Graham paused and then he said, "Well, this bloke, Mr. Proctor, came and told us about the mission. I'd never been to a church before in all the prisons I'd been in.  But I thought, is there anything in this?  So I read my Bible and every night I came to the mission."   A hush fell on the men and they stopped fidgeting.


"Well, I decided to give us life to God. I couldn't do any worse.  No one else wanted it,  and He's given me peace of mind; I've new hope for the future.  I know I've got a future now;  I didn't before.  My eldest son says to me, ‘Dad, there's a change in you and I know there is a change in us.’   My burdens and sins have gone.  I know I'm a sinner at the Cross.  But I'm more happy in my mind.  He'll see me through if I carry on with the teaching of Jesus.  I love Him.  And I can love my enemies.  I have a few of them.
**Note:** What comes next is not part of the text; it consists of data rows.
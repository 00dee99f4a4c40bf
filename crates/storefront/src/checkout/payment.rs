//! Mapping of card processor results.
//!
//! The processor's confirmation UI reports back either an error or the
//! confirmed payment intent. Only a `succeeded` intent counts as paid.

use mambini_core::{PaymentIntentId, PaymentIntentStatus};
use serde::Deserialize;

/// Error object reported by the processor.
#[derive(Debug, Clone, Default, Deserialize)]
pub struct ProcessorError {
    pub message: Option<String>,
    pub code: Option<String>,
}

/// Payment intent as reported by the processor after confirmation.
#[derive(Debug, Clone, Deserialize)]
pub struct ProcessorIntent {
    pub id: PaymentIntentId,
    pub status: PaymentIntentStatus,
}

/// Raw result of a confirmation attempt.
#[derive(Debug, Clone, Default, Deserialize)]
pub struct ProcessorResult {
    pub error: Option<ProcessorError>,
    #[serde(alias = "paymentIntent")]
    pub payment_intent: Option<ProcessorIntent>,
}

/// Terminal outcome of a confirmation attempt.
#[derive(Debug, Clone, PartialEq, Eq)]
pub enum PaymentOutcome {
    /// Funds captured for this intent.
    Confirmed(PaymentIntentId),
    /// Nothing was captured; the shopper may retry.
    Failed(String),
}

impl From<ProcessorResult> for PaymentOutcome {
    fn from(result: ProcessorResult) -> Self {
        if let Some(error) = result.error {
            let reason = error
                .message
                .filter(|m| !m.trim().is_empty())
                .or(error.code)
                .unwrap_or_else(|| "payment was declined".to_string());
            return Self::Failed(reason);
        }

        match result.payment_intent {
            Some(intent) if intent.status.is_succeeded() => Self::Confirmed(intent.id),
            Some(intent) => Self::Failed(format!("unexpected payment status: {}", intent.status)),
            None => Self::Failed("payment processor returned no result".to_string()),
        }
    }
}
//! Type-safe price representation using decimal arithmetic.
//!
//! Amounts are kept in the currency's standard unit (euros, not cents).

use core::fmt;
use core::str::FromStr;

use rust_decimal::Decimal;
use serde::{Deserialize, Serialize};

/// A price with currency information.
#[derive(Debug, Clone, Copy, PartialEq, Eq, Serialize, Deserialize)]
pub struct Price {
    /// Amount in the currency's standard unit (e.g., euros, not cents).
    pub amount: Decimal,
    /// ISO 4217 currency code.
    pub currency_code: CurrencyCode,
}

impl Price {
    /// Create a new price.
    #[must_use]
    pub const fn new(amount: Decimal, currency_code: CurrencyCode) -> Self {
        Self {
            amount,
            currency_code,
        }
    }
}

impl fmt::Display for Price {
    fn fmt(&self, f: &mut fmt::Formatter<'_>) -> fmt::Result {
        write!(
            f,
            "{}{:.2}",
            self.currency_code.symbol(),
            self.amount.round_dp(2)
        )
    }
}

/// ISO 4217 currency codes accepted by the payment gateway.
#[derive(Debug, Clone, Copy, PartialEq, Eq, Hash, Serialize, Deserialize, Default)]
#[serde(rename_all = "lowercase")]
pub enum CurrencyCode {
    #[default]
    EUR,
    USD,
    GBP,
}

impl CurrencyCode {
    /// Lowercase code as sent to the payment gateway (e.g., `"eur"`).
    #[must_use]
    pub const fn code(self) -> &'static str {
        match self {
            Self::EUR => "eur",
            Self::USD => "usd",
            Self::GBP => "gbp",
        }
    }

    /// Display symbol.
    #[must_use]
    pub const fn symbol(self) -> &'static str {
        match self {
            Self::EUR => "€",
            Self::USD => "$",
            Self::GBP => "£",
        }
    }
}

impl fmt::Display for CurrencyCode {
    fn fmt(&self, f: &mut fmt::Formatter<'_>) -> fmt::Result {
        f.write_str(self.code())
    }
}

/// Error returned when parsing an unsupported currency code.
#[derive(Debug, Clone, PartialEq, Eq, thiserror::Error)]
#[error("unsupported currency: {0}")]
pub struct UnknownCurrency(pub String);

impl FromStr for CurrencyCode {
    type Err = UnknownCurrency;

    fn from_str(s: &str) -> Result<Self, Self::Err> {
        match s.trim().to_ascii_lowercase().as_str() {
            "eur" => Ok(Self::EUR),
            "usd" => Ok(Self::USD),
            "gbp" => Ok(Self::GBP),
            _ => Err(UnknownCurrency(s.to_string())),
        }
    }
}

#[cfg(test)]
#[allow(clippy::unwrap_used)]
mod tests {
    use super::*;

    #[test]
    fn test_price_display() {
        let price = Price::new(Decimal::new(3000, 2), CurrencyCode::EUR);
        assert_eq!(price.to_string(), "€30.00");

        let price = Price::new(Decimal::new(1999, 2), CurrencyCode::USD);
        assert_eq!(price.to_string(), "$19.99");
    }

    #[test]
    fn test_currency_parse() {
        assert_eq!("eur".parse::<CurrencyCode>().unwrap(), CurrencyCode::EUR);
        assert_eq!(" GBP ".parse::<CurrencyCode>().unwrap(), CurrencyCode::GBP);
        assert!("btc".parse::<CurrencyCode>().is_err());
    }

    #[test]
    fn test_currency_serializes_lowercase() {
        let json = serde_json::to_string(&CurrencyCode::EUR).unwrap();
        assert_eq!(json, "\"eur\"");
    }
}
I only hope my enemies can forgive me... the people that I shot... and the people that died...  I can only hope my Lord can forgive me what I've done." 

Into the hush Graham shed a few tears, wrung as it were from his very heart.  Noel glanced quickly round the room, but the men sat still.  No one whispered.  No one fidgeted.  The officers stared at Graham, as he quickly turned his head away and wiped his face with his sleeve.

He sighed and then struggled on, "I know I can take us troubles to Him.  Don't get me wrong, I don't like these buildings and I don't like Dartmoor, but I like to come to chapel and to the prayer meetings..."   As abruptly as he had begun, he finished and swung back into his seat. 

But before he had time to sit down, the men began to clap.  They clapped and clapped and then, in a final burst of solidarity, they all stood to their feet, pulling Graham up with them.  The clapping went on and on and on.  And Noel joined in.  Finally it died away and stillness descended.  At the end of the service Noel shook hands with every man as he left. 


Soon he had about a dozen names of prisoners written down in his notebook.  "Can you tell me how to get like Graham, please?"

"Can I become a Christian?" 

Then, almost last out, came Graham.  Four officers were near him, one to escort him back to his cell.  Suddenly one of the officers stuck his hand out to Graham.  Graham stared at the hand and then looked down at the officer.  For a moment their eyes met and then Graham lifted up his hand and grasped the officer's.  As Noel watched the other three officers each came up to Graham and shook him by the hand. 

Then they all turned away quickly and left, taking Graham with them.  Noel gazed after them.  In all his years in the Prison Service he'd never seen officers shake hands with any prisoner before - least of all when that prisoner was a “lifer.”